### Directions for this task
Return all lines of the records that contain the word "SnapshotAction".

### Records
//! `depotsync verify`: check an install against its manifest.

use std::path::PathBuf;
use std::time::Duration;

use clap::Args;
use console::style;
use depotsync::verify::{verify_with_progress, FailureReason, VerificationResult};
use indicatif::{ProgressBar, ProgressStyle};

use super::common::load_manifest;
use crate::error::CliError;

#[derive(Debug, Args)]
pub struct VerifyArgs {
    /// Manifest describing the install
    pub manifest: PathBuf,

    /// Install directory to check
    pub install_dir: PathBuf,
}

pub fn run(args: VerifyArgs) -> Result<(), CliError> {
    let manifest = load_manifest(&args.manifest)?;
    if !args.install_dir.is_dir() {
        return Err(CliError::Config(format!(
            "install directory not found: {}",
            args.install_dir.display()
        )));
    }

    let bar = progress_bar(manifest.files.len() as u64);
    let result = verify_with_progress(&args.install_dir, &manifest.files, |_| bar.inc(1));
    bar.finish_and_clear();

    report(&result);
    if result.is_valid() {
        Ok(())
    } else {
        Err(CliError::InvalidInstall {
            failed: result.failures.len(),
            checked: result.checked,
        })
    }
}

fn progress_bar(total: u64) -> ProgressBar {
    let bar = ProgressBar::new(total);
    let bar_style = ProgressStyle::with_template(
        "{spinner:.green} [{elapsed_precise}] [{bar:40.cyan/blue}] {pos}/{len} files",
    )
    .unwrap_or_else(|_| ProgressStyle::default_bar())
    .tick_strings(&["⠋", "⠙", "⠹", "⠸", "⠼", "⠴", "⠦", "⠧", "⠇", "⠏", " "])
    .progress_chars("#>-");
    bar.set_style(bar_style);
    bar.enable_steady_tick(Duration::from_millis(100));
    bar
}

fn report(result: &VerificationResult) {
    if result.is_valid() {
        println!(
            "{} {} file(s) verified",
            style("✓").green().bold(),
            result.checked
        );
        return;
    }

    for failure in &result.failures {
        println!("  {} {}: {}", style("✗").red(), failure.path, failure.reason);
    }
    let missing = result.count(|r| {
        matches!(r, FailureReason::Missing | FailureReason::UnsafePath)
    });
    let size = result.count(|r| matches!(r, FailureReason::SizeMismatch { .. }));
    let hash = result.count(|r| matches!(r, FailureReason::HashMismatch { .. }));
    println!(
        "{} {} of {} file(s) failed ({} missing, {} wrong size, {} corrupt)",
        style("✗").red().bold(),
        result.failures.len(),
        result.checked,
        missing,
        size,
        hash
    );
}
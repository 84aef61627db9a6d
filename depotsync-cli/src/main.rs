//! depotsync CLI - inspect, plan and verify depot downloads
//!
//! Configuration is read from `~/.config/depotsync/config.ini` unless
//! `--config` points elsewhere. `RUST_LOG` overrides the configured log
//! level.

mod commands;
mod error;

use std::path::PathBuf;
use std::process::ExitCode;

use clap::{Parser, Subcommand};
use console::style;
use depotsync::logging::init_logging;
use depotsync::EngineConfig;
use tracing::debug;

use commands::inspect::InspectArgs;
use commands::plan::PlanArgs;
use commands::select::SelectArgs;
use commands::snapshot::SnapshotAction;
use commands::verify::VerifyArgs;
use error::CliError;

#[derive(Debug, Parser)]
#[command(name = "depotsync", version, about = "Content-addressed game depot tooling")]
struct Cli {
    /// Config file to use instead of the per-user default
    #[arg(long, global = true)]
    config: Option<PathBuf>,

    /// Log at debug level
    #[arg(short, long, global = true)]
    verbose: bool,

    #[command(subcommand)]
    command: Commands,
}

#[derive(Debug, Subcommand)]
enum Commands {
    /// Summarize a manifest file
    Inspect(InspectArgs),
    /// Resolve chunk URLs and sizes for a manifest
    Plan(PlanArgs),
    /// Pick the build and depots matching the configured language and platform
    Select(SelectArgs),
    /// Check an install directory against a manifest
    Verify(VerifyArgs),
    /// Inspect or clear resume snapshots
    Snapshot {
        #[command(subcommand)]
        action: SnapshotAction,
    },
}

fn main() -> ExitCode {
    let cli = Cli::parse();
    match run(cli) {
        Ok(()) => ExitCode::SUCCESS,
        Err(e) => {
            eprintln!("{} {}", style("error:").red().bold(), e);
            ExitCode::from(e.exit_code())
        }
    }
}

fn run(cli: Cli) -> Result<(), CliError> {
    let mut config = EngineConfig::load(cli.config.as_deref())?;
    if cli.verbose {
        config.log = config.log.with_level("debug");
    }
    let _log_guard = init_logging(&config.log)?;
    debug!(command = ?cli.command, "Starting");

    match cli.command {
        Commands::Inspect(args) => commands::inspect::run(args),
        Commands::Plan(args) => commands::plan::run(args, &config),
        Commands::Select(args) => commands::select::run(args, &config),
        Commands::Verify(args) => commands::verify::run(args),
        Commands::Snapshot { action } => commands::snapshot::run(action),
    }
}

### Answer area
use commands::snapshot::SnapshotAction;
        action: SnapshotAction,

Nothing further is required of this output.